I previously cited my neighbor, who plays second violin in the San Francisco Opera Orchestra, as an inspiration for much of my musical thinking. Where our points of view seem to be most different is over the question of taking a revisionist approach to the staging of an opera. To choose an example that is not from the current season here, she really had a hard time with the Hansel and Gretel production that was shared with the Welsh National Opera. (I choose this example because some readers may have seen the Welsh version when it was broadcast on the now-defunct Ovation channel.) She wanted to know why this production was as "ugly" as it was, particularly by ending with all the children, having been released from the witch's spell, sitting down with Hansel, Gretel, and their parents to feast on the witch (whom, you will recall, Gretel had shoved into the oven). I have to admit that this was a pretty unnerving sight; but, given that just about every fairy tale has a pretty substantial dark side, I simply accepted this as putting an ironic twist on that dark side. Nevertheless, I do not think that my attempt to put a positive spin on this single example made for a particularly convincing argument.
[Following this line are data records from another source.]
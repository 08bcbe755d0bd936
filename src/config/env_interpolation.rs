// Copyright 2025 The Shelf Authors.
//
// Licensed under the Apache License, Version 2.0 (the "License");
// you may not use this file except in compliance with the License.
// You may obtain a copy of the License at
//
//     http://www.apache.org/licenses/LICENSE-2.0
//
// Unless required by applicable law or agreed to in writing, software
// distributed under the License is distributed on an "AS IS" BASIS,
// WITHOUT WARRANTIES OR CONDITIONS OF ANY KIND, either express or implied.
// See the License for the specific language governing permissions and
// limitations under the License.

//! Environment variable interpolation for configuration files.
//!
//! POSIX-style references are substituted before the file is parsed:
//! `${VAR_NAME}` requires the variable to be set and non-empty,
//! `${VAR_NAME:-default}` falls back to `default` otherwise. There is no
//! recursive expansion: a substituted value is taken literally.

use std::env;

use lazy_static::lazy_static;
use regex::Regex;

lazy_static! {
    // Variable names follow POSIX rules; group 3 captures the default text.
    static ref ENV_VAR_PATTERN: Regex =
        Regex::new(r"\$\{([A-Za-z_][A-Za-z0-9_]*)(:-([^}]*))?\}").expect("invalid regex pattern");
}

#[derive(Debug, thiserror::Error)]
pub enum InterpolationError {
    #[error("environment variable '{name}' is not set and has no default value")]
    MissingVariable { name: String },
}

/// Replace every `${...}` reference in `input` with its environment value.
pub fn interpolate(input: &str) -> Result<String, InterpolationError> {
    let mut output = String::with_capacity(input.len());
    let mut cursor = 0;

    for caps in ENV_VAR_PATTERN.captures_iter(input) {
        let whole = caps.get(0).expect("capture 0 always present");
        let name = &caps[1];
        let default = caps.get(3).map(|m| m.as_str());

        output.push_str(&input[cursor..whole.start()]);
        match env::var(name) {
            Ok(value) if !value.is_empty() => output.push_str(&value),
            _ => match default {
                Some(value) => output.push_str(value),
                None => {
                    return Err(InterpolationError::MissingVariable {
                        name: name.to_string(),
                    })
                }
            },
        }
        cursor = whole.end();
    }

    output.push_str(&input[cursor..]);
    Ok(output)
}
Then I realized that what I had written at the beginning of this month about "Postmodern Politics" might be equally applicable to how many directors now think about the operas they stage. The source I cited in that post tried to make the case that postmodernism was all about resistance and how resistance different from opposition. Whereas opposition was an instrument for revealing truth by subjecting every assertion to dialectical challenge, resistance involved "questioning the possibility of attaining truth with the view that the 'possibility of attaining truth' is itself an idea, which results from an historical event where 'truth or falsity' became a dominant style of thinking." Resistance suspects an assertion, rather than challenging it, advocating only that acceptance be deferred in the face of the questionability of that "possibility of attaining truth."
What does this have to do with staging an opera? Traditionally, staging has been a matter of accepting a libretto as a "dramatic ground truth," which is warranted by the structure and performance of the music. To continue my ongoing thoughts about the medieval trivium, that "ground truth" is the logic of the opera, which must then be conveyed to the audience through the rhetoric of the staging. However, by questioning the very nature of the "possibility of attaining truth," postmodernism also questions the need for both identifying and rendering that logic; and, as an alternative, the libretto becomes viewed as a point of departure for suspicion.
This is nothing new in drama. To a great extent this is the position that Berthold Brecht took in his efforts to achieve his "epic theater." The Welsh Hansel and Gretel exhibits a debt to Brecht without actually following any of Brecht's paths. Indeed, the very notion of an integrated vision is made suspect by giving each of the three acts an independent perspective. The first act sets the context of poverty in a setting that could be taking right out of D. H. Lawrence. The second act concentrates on the dream sequence and envisages it as an encounter between Max Ernst's Semaine de Bonté and Maurice Sendak's Night Kitchen. Finally, the third act sets the trajectory of the concluding feast by presenting the witch in the image of Julia Child; so, as the meal is served up to the final chorus, we can almost hear, in the background, her distinctive voice chiming in, "Bon appétit!"
Let me now make clear that I offer this argument as explanation, rather than advocacy. When it comes to my own audience experience, I find postmodernism a tricky business. As Merce Cunningham liked to say, "Sometimes it works; sometimes it doesn't." Hansel and Gretel "worked" for me. In a similar vein I would say that the current production of Tannhäuser "works" most of the time (but definitely not in the choreography). Appomattox, on the other hand, is very much about dialectical opposition, rather than postmodern resistance and succeeds, in large part, because of its commitment to delivering its particular "ground truth" about the Civil War.
I am not sure there are any guidelines as to when a postmodern approach is likely to "work." I think, to a great extent, postmodernism works best when it obliges us to rethink old thoughts that we practically take for granted, such as the fairy tales we remember from childhood or, for that matter, Jonathan Miller's decision to set Rigoletto in the Chicago of Al Capone. The risk, however, is always that a postmodern stance is reduced to little more than novelty for novelty's sake; and this serves neither the spirit of resistance or the particular work being "resisted." As is always the case, we all have to make up our own minds and should do so after the final curtain has fallen, rather than before we enter the opera house!